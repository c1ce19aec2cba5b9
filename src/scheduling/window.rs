//! Trigger windows and next-run computation
//!
//! Pure functions over a [`SchedulePattern`]; nothing here reads a clock or a
//! repository. Wall-clock times are interpreted in the configured timezone,
//! with DST gaps shifted forward an hour and repeated hours resolved to their
//! first occurrence (see [`resolve_local`]).

use chrono::{DateTime, Datelike, Duration, NaiveDate, NaiveTime, Utc, Weekday};
use chrono_tz::Tz;
use std::collections::HashSet;

use crate::models::SchedulePattern;
use crate::utils::time::{local_date, resolve_local};

/// Longest gap between two occurrences of any pattern, plus slack
const SEARCH_DAYS: i64 = 8;

/// How far around a nominal time firing is accepted
#[derive(Debug, Clone, Copy, PartialEq, Eq)]
pub struct TriggerWindow {
    pub early: Duration,
    pub late: Duration,
}

impl TriggerWindow {
    pub fn new(early: Duration, late: Duration) -> Self {
        Self { early, late }
    }

    pub fn contains(&self, occurrence: DateTime<Utc>, now: DateTime<Utc>) -> bool {
        now >= occurrence - self.early && now <= occurrence + self.late
    }
}

/// Whether a one-off schedule at `scheduled_time` is within its window at `now`
pub fn once_in_window(
    scheduled_time: DateTime<Utc>,
    now: DateTime<Utc>,
    window: &TriggerWindow,
) -> bool {
    window.contains(scheduled_time, now)
}

/// The occurrence whose trigger window contains `now`, if any
pub fn occurrence_in_window(
    pattern: &SchedulePattern,
    time_of_day: NaiveTime,
    tz: &Tz,
    now: DateTime<Utc>,
    window: &TriggerWindow,
) -> Option<DateTime<Utc>> {
    match pattern {
        SchedulePattern::Daily => daily_occurrence_in_window(time_of_day, tz, now, window),
        SchedulePattern::Weekly { days } => {
            weekly_occurrence_in_window(days, time_of_day, tz, now, window)
        }
    }
}

/// First occurrence strictly after `after`. `None` only for a weekly pattern
/// without days, which validation rejects before evaluation.
pub fn next_occurrence(
    pattern: &SchedulePattern,
    time_of_day: NaiveTime,
    tz: &Tz,
    after: DateTime<Utc>,
) -> Option<DateTime<Utc>> {
    match pattern {
        SchedulePattern::Daily => next_daily(time_of_day, tz, after),
        SchedulePattern::Weekly { days } => next_weekly(days, time_of_day, tz, after),
    }
}

/// An occurrence counts as handled once a run was recorded at or after its window opened
pub fn already_ran(
    last_run_at: Option<DateTime<Utc>>,
    occurrence: DateTime<Utc>,
    window: &TriggerWindow,
) -> bool {
    last_run_at.is_some_and(|last| last >= occurrence - window.early)
}

fn daily_occurrence_in_window(
    time_of_day: NaiveTime,
    tz: &Tz,
    now: DateTime<Utc>,
    window: &TriggerWindow,
) -> Option<DateTime<Utc>> {
    candidate_dates(tz, now)
        .map(|date| resolve_local(tz, date, time_of_day))
        .find(|occurrence| window.contains(*occurrence, now))
}

fn weekly_occurrence_in_window(
    days: &HashSet<Weekday>,
    time_of_day: NaiveTime,
    tz: &Tz,
    now: DateTime<Utc>,
    window: &TriggerWindow,
) -> Option<DateTime<Utc>> {
    candidate_dates(tz, now)
        .filter(|date| days.contains(&date.weekday()))
        .map(|date| resolve_local(tz, date, time_of_day))
        .find(|occurrence| window.contains(*occurrence, now))
}

fn next_daily(time_of_day: NaiveTime, tz: &Tz, after: DateTime<Utc>) -> Option<DateTime<Utc>> {
    dates_from(local_date(tz, after))
        .map(|date| resolve_local(tz, date, time_of_day))
        .find(|occurrence| *occurrence > after)
}

fn next_weekly(
    days: &HashSet<Weekday>,
    time_of_day: NaiveTime,
    tz: &Tz,
    after: DateTime<Utc>,
) -> Option<DateTime<Utc>> {
    dates_from(local_date(tz, after))
        .filter(|date| days.contains(&date.weekday()))
        .map(|date| resolve_local(tz, date, time_of_day))
        .find(|occurrence| *occurrence > after)
}

/// Yesterday, today and tomorrow in local time; windows near midnight can
/// belong to an occurrence on either neighbouring date
fn candidate_dates(tz: &Tz, now: DateTime<Utc>) -> impl Iterator<Item = NaiveDate> {
    let today = local_date(tz, now);
    [-1, 0, 1]
        .into_iter()
        .filter_map(move |offset| today.checked_add_signed(Duration::days(offset)))
}

fn dates_from(start: NaiveDate) -> impl Iterator<Item = NaiveDate> {
    (0..=SEARCH_DAYS).filter_map(move |offset| start.checked_add_signed(Duration::days(offset)))
}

***

◆ **WHAT THIS TASK INVOLVES**
If a line above holds the word "move", copy it.

◆ **TASK ANSWER**
        .filter_map(move |offset| today.checked_add_signed(Duration::days(offset)))
    (0..=SEARCH_DAYS).filter_map(move |offset| start.checked_add_signed(Duration::days(offset)))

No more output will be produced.